> _Directions for this task_
Restate word for word the lines of the records below, starting at the line that contains "Tiered bytecode interpreter" and ending at the line that contains "legacy profile/trace hooks", with both of those lines included and nothing else.

> _Data listing_
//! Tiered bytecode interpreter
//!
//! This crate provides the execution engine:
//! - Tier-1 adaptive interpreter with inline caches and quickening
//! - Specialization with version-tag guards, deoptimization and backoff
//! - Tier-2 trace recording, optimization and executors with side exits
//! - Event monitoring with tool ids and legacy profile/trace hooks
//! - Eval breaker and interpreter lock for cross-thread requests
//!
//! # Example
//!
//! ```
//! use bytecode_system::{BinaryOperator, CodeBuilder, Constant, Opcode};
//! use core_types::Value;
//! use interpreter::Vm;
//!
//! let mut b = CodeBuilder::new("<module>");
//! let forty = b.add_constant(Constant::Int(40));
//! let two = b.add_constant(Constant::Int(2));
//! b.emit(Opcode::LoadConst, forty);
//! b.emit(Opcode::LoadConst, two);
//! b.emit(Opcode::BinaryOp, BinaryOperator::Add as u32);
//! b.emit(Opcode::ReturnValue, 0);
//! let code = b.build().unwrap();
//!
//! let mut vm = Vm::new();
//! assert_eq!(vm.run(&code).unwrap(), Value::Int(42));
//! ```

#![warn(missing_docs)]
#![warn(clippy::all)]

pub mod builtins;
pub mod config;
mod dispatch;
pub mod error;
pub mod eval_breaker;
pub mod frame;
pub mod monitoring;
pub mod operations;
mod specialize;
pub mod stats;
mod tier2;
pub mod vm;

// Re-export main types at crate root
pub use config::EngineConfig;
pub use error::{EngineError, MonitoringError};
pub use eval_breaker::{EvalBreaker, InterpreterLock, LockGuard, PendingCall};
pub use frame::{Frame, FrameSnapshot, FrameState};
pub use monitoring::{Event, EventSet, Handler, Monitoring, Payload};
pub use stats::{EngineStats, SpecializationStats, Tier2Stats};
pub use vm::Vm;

...

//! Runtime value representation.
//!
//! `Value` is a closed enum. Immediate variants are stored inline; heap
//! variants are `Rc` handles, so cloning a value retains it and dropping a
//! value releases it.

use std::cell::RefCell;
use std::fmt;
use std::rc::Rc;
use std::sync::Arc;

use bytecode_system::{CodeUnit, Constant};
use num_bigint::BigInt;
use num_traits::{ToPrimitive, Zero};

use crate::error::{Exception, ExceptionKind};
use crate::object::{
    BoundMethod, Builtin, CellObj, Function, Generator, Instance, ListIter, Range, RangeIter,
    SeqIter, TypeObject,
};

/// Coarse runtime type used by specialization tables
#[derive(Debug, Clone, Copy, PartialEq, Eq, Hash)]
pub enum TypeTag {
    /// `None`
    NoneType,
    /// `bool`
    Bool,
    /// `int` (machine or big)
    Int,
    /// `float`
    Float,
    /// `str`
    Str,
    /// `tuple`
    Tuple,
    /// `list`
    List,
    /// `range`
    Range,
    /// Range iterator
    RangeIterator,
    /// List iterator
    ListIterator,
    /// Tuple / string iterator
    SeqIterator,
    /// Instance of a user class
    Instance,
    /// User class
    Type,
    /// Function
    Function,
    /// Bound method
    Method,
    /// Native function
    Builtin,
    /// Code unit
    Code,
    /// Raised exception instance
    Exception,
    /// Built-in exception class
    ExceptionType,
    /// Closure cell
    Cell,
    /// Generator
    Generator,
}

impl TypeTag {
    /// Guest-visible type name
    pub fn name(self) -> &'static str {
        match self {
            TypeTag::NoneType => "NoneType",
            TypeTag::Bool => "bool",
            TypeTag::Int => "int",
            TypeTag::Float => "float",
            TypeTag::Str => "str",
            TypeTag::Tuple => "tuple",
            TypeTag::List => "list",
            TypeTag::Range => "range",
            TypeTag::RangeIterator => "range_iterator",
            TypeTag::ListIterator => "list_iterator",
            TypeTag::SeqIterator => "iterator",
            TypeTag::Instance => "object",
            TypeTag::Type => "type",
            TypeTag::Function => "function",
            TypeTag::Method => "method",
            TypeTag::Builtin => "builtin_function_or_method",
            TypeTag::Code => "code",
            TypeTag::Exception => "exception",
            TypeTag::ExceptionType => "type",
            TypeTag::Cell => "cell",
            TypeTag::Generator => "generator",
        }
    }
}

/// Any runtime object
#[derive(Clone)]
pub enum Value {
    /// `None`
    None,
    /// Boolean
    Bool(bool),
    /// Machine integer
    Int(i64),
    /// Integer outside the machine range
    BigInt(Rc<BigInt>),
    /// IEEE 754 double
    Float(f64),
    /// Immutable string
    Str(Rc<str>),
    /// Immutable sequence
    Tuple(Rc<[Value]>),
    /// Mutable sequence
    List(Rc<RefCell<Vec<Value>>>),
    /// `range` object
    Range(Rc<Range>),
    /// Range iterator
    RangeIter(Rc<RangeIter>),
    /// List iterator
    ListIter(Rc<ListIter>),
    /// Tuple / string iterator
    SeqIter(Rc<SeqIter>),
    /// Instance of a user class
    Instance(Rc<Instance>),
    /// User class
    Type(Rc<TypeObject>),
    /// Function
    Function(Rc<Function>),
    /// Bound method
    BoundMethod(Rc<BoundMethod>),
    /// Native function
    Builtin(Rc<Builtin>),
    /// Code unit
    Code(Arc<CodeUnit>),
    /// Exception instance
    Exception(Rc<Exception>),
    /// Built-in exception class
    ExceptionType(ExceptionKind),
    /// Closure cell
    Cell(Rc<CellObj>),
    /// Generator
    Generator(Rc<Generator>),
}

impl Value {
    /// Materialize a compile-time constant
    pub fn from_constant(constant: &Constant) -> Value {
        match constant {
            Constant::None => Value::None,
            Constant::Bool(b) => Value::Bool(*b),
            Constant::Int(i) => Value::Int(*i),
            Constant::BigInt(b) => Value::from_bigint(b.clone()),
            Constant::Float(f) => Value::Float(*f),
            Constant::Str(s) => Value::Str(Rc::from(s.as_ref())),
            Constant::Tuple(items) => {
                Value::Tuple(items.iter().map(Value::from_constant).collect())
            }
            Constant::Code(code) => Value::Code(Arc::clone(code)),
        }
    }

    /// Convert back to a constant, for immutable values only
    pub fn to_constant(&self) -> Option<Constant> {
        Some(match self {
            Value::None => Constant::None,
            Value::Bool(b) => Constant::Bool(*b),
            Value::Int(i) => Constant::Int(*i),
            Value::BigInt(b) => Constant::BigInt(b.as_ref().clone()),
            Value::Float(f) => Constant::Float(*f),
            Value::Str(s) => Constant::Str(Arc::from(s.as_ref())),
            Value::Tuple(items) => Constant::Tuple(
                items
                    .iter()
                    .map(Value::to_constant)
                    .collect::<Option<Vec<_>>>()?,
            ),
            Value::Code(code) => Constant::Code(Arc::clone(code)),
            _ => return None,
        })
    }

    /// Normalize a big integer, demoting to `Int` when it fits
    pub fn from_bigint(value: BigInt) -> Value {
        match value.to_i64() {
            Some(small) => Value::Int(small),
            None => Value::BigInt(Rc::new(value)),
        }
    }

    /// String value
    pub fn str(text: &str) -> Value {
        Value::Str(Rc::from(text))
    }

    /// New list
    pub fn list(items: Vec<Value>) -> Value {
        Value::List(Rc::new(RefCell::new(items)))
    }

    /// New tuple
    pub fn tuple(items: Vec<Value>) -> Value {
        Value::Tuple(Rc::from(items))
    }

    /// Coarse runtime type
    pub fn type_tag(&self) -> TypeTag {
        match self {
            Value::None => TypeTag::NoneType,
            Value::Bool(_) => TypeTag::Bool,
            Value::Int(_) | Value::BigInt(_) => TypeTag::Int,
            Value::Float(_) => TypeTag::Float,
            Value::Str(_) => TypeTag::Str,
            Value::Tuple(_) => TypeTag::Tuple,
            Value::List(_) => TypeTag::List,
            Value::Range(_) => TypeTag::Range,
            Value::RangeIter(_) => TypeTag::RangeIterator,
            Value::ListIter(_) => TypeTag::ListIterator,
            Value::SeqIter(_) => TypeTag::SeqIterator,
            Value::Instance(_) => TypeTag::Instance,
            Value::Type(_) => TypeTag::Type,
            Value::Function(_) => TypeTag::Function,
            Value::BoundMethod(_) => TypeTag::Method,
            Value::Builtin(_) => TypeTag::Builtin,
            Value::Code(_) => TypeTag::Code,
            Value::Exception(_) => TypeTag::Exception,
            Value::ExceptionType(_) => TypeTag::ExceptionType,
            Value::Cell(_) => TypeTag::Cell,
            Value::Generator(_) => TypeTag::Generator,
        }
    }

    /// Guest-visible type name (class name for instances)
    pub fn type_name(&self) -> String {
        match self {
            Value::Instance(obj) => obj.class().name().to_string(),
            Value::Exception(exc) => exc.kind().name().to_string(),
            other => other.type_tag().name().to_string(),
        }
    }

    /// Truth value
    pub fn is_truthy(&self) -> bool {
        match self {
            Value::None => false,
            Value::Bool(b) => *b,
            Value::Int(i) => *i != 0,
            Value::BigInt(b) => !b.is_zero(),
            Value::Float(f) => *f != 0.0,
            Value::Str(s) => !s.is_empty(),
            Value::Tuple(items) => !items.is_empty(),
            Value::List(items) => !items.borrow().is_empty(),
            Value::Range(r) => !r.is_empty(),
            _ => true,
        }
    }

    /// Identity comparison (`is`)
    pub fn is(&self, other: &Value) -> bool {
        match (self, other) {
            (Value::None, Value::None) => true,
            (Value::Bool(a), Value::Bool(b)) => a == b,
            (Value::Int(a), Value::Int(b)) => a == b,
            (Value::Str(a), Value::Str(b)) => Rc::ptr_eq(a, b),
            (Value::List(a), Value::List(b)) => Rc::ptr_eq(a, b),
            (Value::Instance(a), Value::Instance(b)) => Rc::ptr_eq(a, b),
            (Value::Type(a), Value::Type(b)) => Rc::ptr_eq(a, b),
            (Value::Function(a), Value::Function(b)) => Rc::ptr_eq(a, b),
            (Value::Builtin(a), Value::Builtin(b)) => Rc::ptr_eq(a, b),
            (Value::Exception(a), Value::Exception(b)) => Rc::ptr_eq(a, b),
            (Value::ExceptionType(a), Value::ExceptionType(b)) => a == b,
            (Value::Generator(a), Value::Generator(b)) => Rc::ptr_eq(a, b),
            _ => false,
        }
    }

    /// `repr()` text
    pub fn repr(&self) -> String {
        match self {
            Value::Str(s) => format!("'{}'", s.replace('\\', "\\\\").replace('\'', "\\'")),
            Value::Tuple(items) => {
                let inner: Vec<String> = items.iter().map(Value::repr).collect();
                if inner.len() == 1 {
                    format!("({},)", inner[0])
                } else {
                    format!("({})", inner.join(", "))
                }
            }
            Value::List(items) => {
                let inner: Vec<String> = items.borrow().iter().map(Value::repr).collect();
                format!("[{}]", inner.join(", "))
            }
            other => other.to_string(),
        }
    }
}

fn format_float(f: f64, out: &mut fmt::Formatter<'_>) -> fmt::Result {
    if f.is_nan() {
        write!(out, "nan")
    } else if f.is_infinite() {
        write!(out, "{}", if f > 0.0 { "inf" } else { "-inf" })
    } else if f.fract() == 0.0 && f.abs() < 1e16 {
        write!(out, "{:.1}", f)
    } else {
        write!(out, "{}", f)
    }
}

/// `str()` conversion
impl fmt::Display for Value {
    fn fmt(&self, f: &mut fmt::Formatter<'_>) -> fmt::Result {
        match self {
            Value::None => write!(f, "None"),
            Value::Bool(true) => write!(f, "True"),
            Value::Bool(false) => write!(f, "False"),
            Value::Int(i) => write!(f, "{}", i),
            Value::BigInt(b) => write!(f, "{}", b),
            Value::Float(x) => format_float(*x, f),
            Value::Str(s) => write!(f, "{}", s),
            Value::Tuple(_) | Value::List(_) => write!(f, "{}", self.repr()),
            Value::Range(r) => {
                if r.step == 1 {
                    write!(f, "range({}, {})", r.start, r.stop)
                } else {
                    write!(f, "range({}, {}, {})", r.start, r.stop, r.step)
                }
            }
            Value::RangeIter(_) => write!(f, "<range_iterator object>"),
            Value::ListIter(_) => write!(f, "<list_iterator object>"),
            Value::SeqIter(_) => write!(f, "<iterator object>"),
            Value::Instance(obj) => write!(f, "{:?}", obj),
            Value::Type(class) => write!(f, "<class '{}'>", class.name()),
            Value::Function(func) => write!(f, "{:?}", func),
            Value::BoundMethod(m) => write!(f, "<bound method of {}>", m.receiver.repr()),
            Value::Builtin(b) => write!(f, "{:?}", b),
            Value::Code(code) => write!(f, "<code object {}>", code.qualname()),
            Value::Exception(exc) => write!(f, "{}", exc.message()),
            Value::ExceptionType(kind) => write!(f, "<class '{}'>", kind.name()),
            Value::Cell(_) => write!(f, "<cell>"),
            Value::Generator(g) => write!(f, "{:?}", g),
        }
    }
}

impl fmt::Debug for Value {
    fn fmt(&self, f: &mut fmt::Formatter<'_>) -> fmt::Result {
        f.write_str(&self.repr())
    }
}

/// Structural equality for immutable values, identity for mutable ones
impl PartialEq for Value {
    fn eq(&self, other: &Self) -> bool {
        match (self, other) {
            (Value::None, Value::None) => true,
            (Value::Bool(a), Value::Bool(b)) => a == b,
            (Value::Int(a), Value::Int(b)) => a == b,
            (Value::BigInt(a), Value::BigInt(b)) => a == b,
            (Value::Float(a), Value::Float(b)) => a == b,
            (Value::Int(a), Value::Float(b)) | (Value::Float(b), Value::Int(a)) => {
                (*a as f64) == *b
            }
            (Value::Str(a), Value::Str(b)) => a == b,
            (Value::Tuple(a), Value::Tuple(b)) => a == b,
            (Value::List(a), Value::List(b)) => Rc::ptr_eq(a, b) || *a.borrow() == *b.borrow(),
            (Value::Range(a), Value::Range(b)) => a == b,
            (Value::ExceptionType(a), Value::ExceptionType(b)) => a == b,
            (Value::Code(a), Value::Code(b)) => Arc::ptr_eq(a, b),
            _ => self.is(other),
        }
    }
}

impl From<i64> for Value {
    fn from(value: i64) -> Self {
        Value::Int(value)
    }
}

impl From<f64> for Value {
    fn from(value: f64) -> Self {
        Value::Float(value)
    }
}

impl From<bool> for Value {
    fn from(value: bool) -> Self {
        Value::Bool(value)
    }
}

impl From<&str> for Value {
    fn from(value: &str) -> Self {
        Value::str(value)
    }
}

> _Written reply_
//! Tiered bytecode interpreter
//!
//! This crate provides the execution engine:
//! - Tier-1 adaptive interpreter with inline caches and quickening
//! - Specialization with version-tag guards, deoptimization and backoff
//! - Tier-2 trace recording, optimization and executors with side exits
//! - Event monitoring with tool ids and legacy profile/trace hooks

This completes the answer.